EXPOSITION POUR UN ART PAUVRE @ CARRE D'ART, NÎMES

L’Art Pauvre – issu du mouvement italien des années 60 « Arte Povera »- en voilà une formule intrigante ! A l’heure où l’art cherche plus que jamais sa définition dans le même temps qu’il devient un véritable marché, le mot « pauvre » prend tout son sens.

Si cette exposition – présentant le travail de huit sculpteurs venus du monde entier – n’a pas la prétention de réduire l’art à une définition étriquée, elle nous donne cependant une de ses nombreuses facettes et plus précisément ce à quoi il peut prétendre ressembler en 2011.




Avec l’Art Pauvre, le support traditionnel est aboli : la sculpture ne trouve plus ni de socle ni vraiment de « matière première ». Celle-ci est issue d’un procédé de collecte, de récupération : l’économie de moyens est le maître mot de ce travail sur la sculpture de notre siècle.


Si la sculpture est jeu avec l’espace, il est issu réduit à l’essentiel. Et même, les œuvres présentées semblent toujours en cours de construction de sorte à ce que l’on ressente l’élan artistique de création qui a fini par amener cet étrange cendrier, cette poudre à maquillage, cette immense poutre dans les salles blanches du White Cube nîmois. Cet élan artistique qui nous est donné à ressentir c’est en quelque sorte la métaphore de notre monde moderne qui est en perpétuel mouvement. Les hommes et les femmes du nouveau millénaire s’activent sans jamais s’arrêter comme sous le coup d’une sorte d’inspiration permanente et se plaisent à construire et à déconstruire comme si cette vie ne devait être qu’un chantier à rebâtir, à faire idéal à partir de rien, pourtant.

Dès lors, ce n’est pas une surprise si l’exposition elle-même ressemble à un chantier. Une poutre posée en déséquilibre contre un mur, qu’a-t-elle à nous dire ? Quelle est sa place dans le Carré d’Art ? En faisant de cette pièce de bois brut une œuvre d’art, Katinka Bock tente de nous dire la fragilité, l’instabilité de notre monde. C’est difficilement que cette poutre trouve l’équilibre, et peut-être le trouve-t-elle seulement grâce à l’Art : ici, dans cette salle d’exposition où des centaines de personnes passent, son destin n’est plus de soutenir, cachée, une construction mais bien d’être le fil conducteur d’une pensée que tisse l’exposition.
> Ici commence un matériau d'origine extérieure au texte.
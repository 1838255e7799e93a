use crate::domain::model::{EarthquakeFeature, FeedOutcome, RejectedFeature};
use crate::utils::error::{MapError, Result};
use chrono::{DateTime, Utc};
use reqwest::Client;
use serde_json::Value;
use std::time::Duration;

pub const EARTHQUAKE_FEED: &str = "earthquake";
pub const PLATES_FEED: &str = "tectonic plates";

/// Fetches GeoJSON documents. One attempt per call; failures are returned, not retried.
#[derive(Debug, Clone)]
pub struct FeedClient {
    client: Client,
    timeout: Duration,
}

impl FeedClient {
    pub fn new(timeout: Duration) -> Self {
        Self {
            client: Client::new(),
            timeout,
        }
    }

    pub async fn fetch(&self, url: &str) -> FeedOutcome<Value> {
        match self.try_fetch(url).await {
            Ok(document) => FeedOutcome::Success(document),
            Err(e) => {
                tracing::warn!("Feed request to {} failed: {}", url, e);
                FeedOutcome::Failure(e.to_string())
            }
        }
    }

    async fn try_fetch(&self, url: &str) -> Result<Value> {
        tracing::debug!("Requesting feed: {}", url);
        let response = self.client.get(url).timeout(self.timeout).send().await?;

        let status = response.status();
        tracing::debug!("Feed response status: {}", status);
        if !status.is_success() {
            return Err(MapError::FeedUnavailable {
                feed: url.to_string(),
                reason: format!("HTTP status {}", status),
            });
        }

        let document: Value = response.json().await?;
        Ok(document)
    }
}

#[derive(Debug, Clone, Default)]
pub struct ParsedEarthquakes {
    pub features: Vec<EarthquakeFeature>,
    pub rejected: Vec<RejectedFeature>,
}

fn feature_array<'a>(feed: &str, document: &'a Value) -> Result<&'a Vec<Value>> {
    let malformed = |reason: &str| MapError::MalformedFeed {
        feed: feed.to_string(),
        reason: reason.to_string(),
    };

    match document.get("type").and_then(Value::as_str) {
        Some("FeatureCollection") => {}
        Some(other) => return Err(malformed(&format!("expected FeatureCollection, got {}", other))),
        None => return Err(malformed("document has no GeoJSON type")),
    }

    document
        .get("features")
        .and_then(Value::as_array)
        .ok_or_else(|| malformed("FeatureCollection has no features array"))
}

/// Splits a USGS-style FeatureCollection into usable records and rejections.
pub fn parse_earthquakes(document: &Value) -> Result<ParsedEarthquakes> {
    let mut parsed = ParsedEarthquakes::default();

    for (index, feature) in feature_array(EARTHQUAKE_FEED, document)?.iter().enumerate() {
        match parse_feature(index, feature) {
            Ok(quake) => parsed.features.push(quake),
            Err(MapError::MalformedFeature { index, reason }) => {
                tracing::debug!("Rejecting feature {}: {}", index, reason);
                parsed.rejected.push(RejectedFeature { index, reason });
            }
            Err(e) => return Err(e),
        }
    }

    Ok(parsed)
}

pub fn parse_feature(index: usize, feature: &Value) -> Result<EarthquakeFeature> {
    let malformed = |reason: String| MapError::MalformedFeature { index, reason };

    let properties = feature
        .get("properties")
        .filter(|p| p.is_object())
        .ok_or_else(|| malformed("missing properties object".to_string()))?;

    let magnitude = match properties.get("mag") {
        None | Some(Value::Null) => return Err(malformed("missing magnitude".to_string())),
        Some(value) => value
            .as_f64()
            .ok_or_else(|| malformed(format!("non-numeric magnitude: {}", value)))?,
    };

    let coordinates = feature
        .get("geometry")
        .and_then(|g| g.get("coordinates"))
        .and_then(Value::as_array)
        .ok_or_else(|| malformed("missing geometry coordinates".to_string()))?;

    let coordinate = |position: usize, name: &str| -> Result<f64> {
        match coordinates.get(position) {
            None | Some(Value::Null) => Err(malformed(format!("missing {}", name))),
            Some(value) => value
                .as_f64()
                .ok_or_else(|| malformed(format!("non-numeric {}: {}", name, value))),
        }
    };
    let longitude = coordinate(0, "longitude")?;
    let latitude = coordinate(1, "latitude")?;
    let depth_km = coordinate(2, "depth")?;

    let place = properties
        .get("place")
        .and_then(Value::as_str)
        .unwrap_or("Unknown")
        .to_string();

    let time = properties
        .get("time")
        .and_then(Value::as_i64)
        .and_then(DateTime::<Utc>::from_timestamp_millis);

    Ok(EarthquakeFeature {
        id: feature.get("id").and_then(Value::as_str).map(str::to_string),
        magnitude,
        depth_km,
        place,
        longitude,
        latitude,
        time,
        url: properties
            .get("url")
            .and_then(Value::as_str)
            .map(str::to_string),
    })
}

/// Checks the plate boundary document is drawable; its contents are passed through.
pub fn validate_plates(document: &Value) -> Result<usize> {
    feature_array(PLATES_FEED, document).map(Vec::len)
}

#[cfg(test)]
mod tests {
    use super::*;
    use httpmock::prelude::*;
    use serde_json::json;

    fn quake(id: &str, mag: Value, coordinates: Value, place: Value) -> Value {
        json!({
            "type": "Feature",
            "id": id,
            "properties": { "mag": mag, "place": place, "time": 1_700_000_000_000i64,
                            "url": format!("https://earthquake.usgs.gov/earthquakes/eventpage/{}", id) },
            "geometry": { "type": "Point", "coordinates": coordinates }
        })
    }

    #[test]
    fn test_parse_valid_feature() {
        let feature = quake("us7000abcd", json!(5.2), json!([139.69, 35.68, 10.0]), json!("Tokyo, Japan"));

        let parsed = parse_feature(0, &feature).unwrap();

        assert_eq!(parsed.id.as_deref(), Some("us7000abcd"));
        assert_eq!(parsed.magnitude, 5.2);
        assert_eq!(parsed.depth_km, 10.0);
        assert_eq!(parsed.longitude, 139.69);
        assert_eq!(parsed.latitude, 35.68);
        assert_eq!(parsed.place, "Tokyo, Japan");
        assert_eq!(
            parsed.time.unwrap().to_rfc3339(),
            "2023-11-14T22:13:20+00:00"
        );
        assert!(parsed.url.unwrap().ends_with("us7000abcd"));
    }

    #[test]
    fn test_zero_and_negative_values_are_accepted() {
        let feature = quake("nc1", json!(0), json!([-122.8, 38.8, -1.2]), json!("The Geysers, CA"));
        let parsed = parse_feature(0, &feature).unwrap();
        assert_eq!(parsed.magnitude, 0.0);
        assert_eq!(parsed.depth_km, -1.2);
    }

    #[test]
    fn test_missing_place_defaults_to_unknown() {
        let feature = quake("ak1", json!(1.4), json!([-150.0, 61.0, 30.0]), Value::Null);
        assert_eq!(parse_feature(0, &feature).unwrap().place, "Unknown");
    }

    #[test]
    fn test_malformed_features_are_rejected() {
        let cases = [
            (quake("a", Value::Null, json!([1.0, 2.0, 3.0]), json!("x")), "missing magnitude"),
            (quake("b", json!("4.5"), json!([1.0, 2.0, 3.0]), json!("x")), "non-numeric magnitude"),
            (quake("c", json!(4.5), json!([1.0, 2.0]), json!("x")), "missing depth"),
            (quake("d", json!(4.5), json!([1.0, 2.0, "deep"]), json!("x")), "non-numeric depth"),
            (quake("e", json!(4.5), json!([null, 2.0, 3.0]), json!("x")), "missing longitude"),
            (json!({"type": "Feature", "geometry": null}), "missing properties"),
        ];

        for (i, (feature, expected)) in cases.iter().enumerate() {
            match parse_feature(i, feature) {
                Err(MapError::MalformedFeature { index, reason }) => {
                    assert_eq!(index, i);
                    assert!(reason.contains(expected), "{} does not mention {}", reason, expected);
                }
                other => panic!("case {} should be rejected, got {:?}", i, other),
            }
        }
    }

    #[test]
    fn test_parse_earthquakes_collects_rejections() {
        let document = json!({
            "type": "FeatureCollection",
            "features": [
                quake("ok1", json!(2.1), json!([1.0, 2.0, 15.0]), json!("A")),
                quake("bad", Value::Null, json!([1.0, 2.0, 15.0]), json!("B")),
                quake("ok2", json!(6.3), json!([1.0, 2.0, 95.0]), json!("C"))
            ]
        });

        let parsed = parse_earthquakes(&document).unwrap();

        assert_eq!(parsed.features.len(), 2);
        assert_eq!(parsed.rejected.len(), 1);
        assert_eq!(parsed.rejected[0].index, 1);
        assert_eq!(parsed.features[1].id.as_deref(), Some("ok2"));
    }

    #[test]
    fn test_non_collection_documents_are_malformed_feeds() {
        assert!(matches!(
            parse_earthquakes(&json!({"type": "Feature"})),
            Err(MapError::MalformedFeed { .. })
        ));
        assert!(matches!(
            parse_earthquakes(&json!([1, 2, 3])),
            Err(MapError::MalformedFeed { .. })
        ));
        assert!(matches!(
            validate_plates(&json!({"type": "FeatureCollection"})),
            Err(MapError::MalformedFeed { .. })
        ));
        assert_eq!(
            validate_plates(&json!({"type": "FeatureCollection", "features": []})).unwrap(),
            0
        );
    }

    #[tokio::test]
    async fn test_fetch_success() {
        let server = MockServer::start();
        let body = json!({"type": "FeatureCollection", "features": []});

        let feed_mock = server.mock(|when, then| {
            when.method(GET).path("/summary/all_week.geojson");
            then.status(200)
                .header("Content-Type", "application/json")
                .json_body(body.clone());
        });

        let client = FeedClient::new(Duration::from_secs(5));
        let outcome = client.fetch(&server.url("/summary/all_week.geojson")).await;

        feed_mock.assert();
        assert_eq!(outcome, FeedOutcome::Success(body));
    }

    #[tokio::test]
    async fn test_fetch_http_error_is_failure() {
        let server = MockServer::start();
        let feed_mock = server.mock(|when, then| {
            when.method(GET).path("/plates.json");
            then.status(503);
        });

        let client = FeedClient::new(Duration::from_secs(5));
        let outcome = client.fetch(&server.url("/plates.json")).await;

        // one attempt only
        feed_mock.assert_hits(1);
        assert!(!outcome.is_success());
        assert!(outcome.failure_reason().unwrap().contains("503"));
    }

    #[tokio::test]
    async fn test_fetch_non_json_body_is_failure() {
        let server = MockServer::start();
        server.mock(|when, then| {
            when.method(GET).path("/broken");
            then.status(200).body("<html>maintenance</html>");
        });

        let client = FeedClient::new(Duration::from_secs(5));
        let outcome = client.fetch(&server.url("/broken")).await;

        assert!(!outcome.is_success());
    }
}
Elle se tient là comme une chance à saisir, véritable métaphore du champ des possibles d’aujourd’hui : construire, déconstruire, reconstruire ; le choix se tient là devant nous et l’on réalise que cette poutre, autant que chaque visiteur, fait partie de la construction du monde moderne où rien n’est plus sûr que l’incertitude elle-même. D’où vient  ce besoin de renverser l’Art, de l’épuiser jusqu’à obtenir sa substance, son ultime définition ? C’est bien là le mal de notre époque, tout semble à redéfinir mais ce travail laborieux et peut-être un peu déprimant ne peut se faire que dans une mouvance jeune et convaincue que l’Art Pauvre tente de créer.



Au-delà de ça, une véritable dualité habite cette exposition où s’affrontent la ville impersonnelle et l’environnement familier. Karla Black nous renvoie à l’intime en appliquant de la poudre à maquillage par centaines de milliers de grains sur le sol du Carré d’Art mais cette dimension extrême qu’elle prend n’évoquerait-elle pas une forme de fragilité, de déconstruction de l’individualité au profit de l’universalité ? C’est bien une humanité monumentale qui se dégage de son travail et qui devient presque effrayante tant elle renvoie au plus commun.

Il en va de même pour le travail de Thea Djordjadze qui trace à l’aide de matériaux les plus simples, d’éléments de construction les plus rudimentaires l’espace de l’intime : une sorte de cabane d’enfant ou de décor de théâtre minimaliste qui nous renvoie autant au personnel qu’à l’impersonnel dans une terrible confrontation de ces deux termes.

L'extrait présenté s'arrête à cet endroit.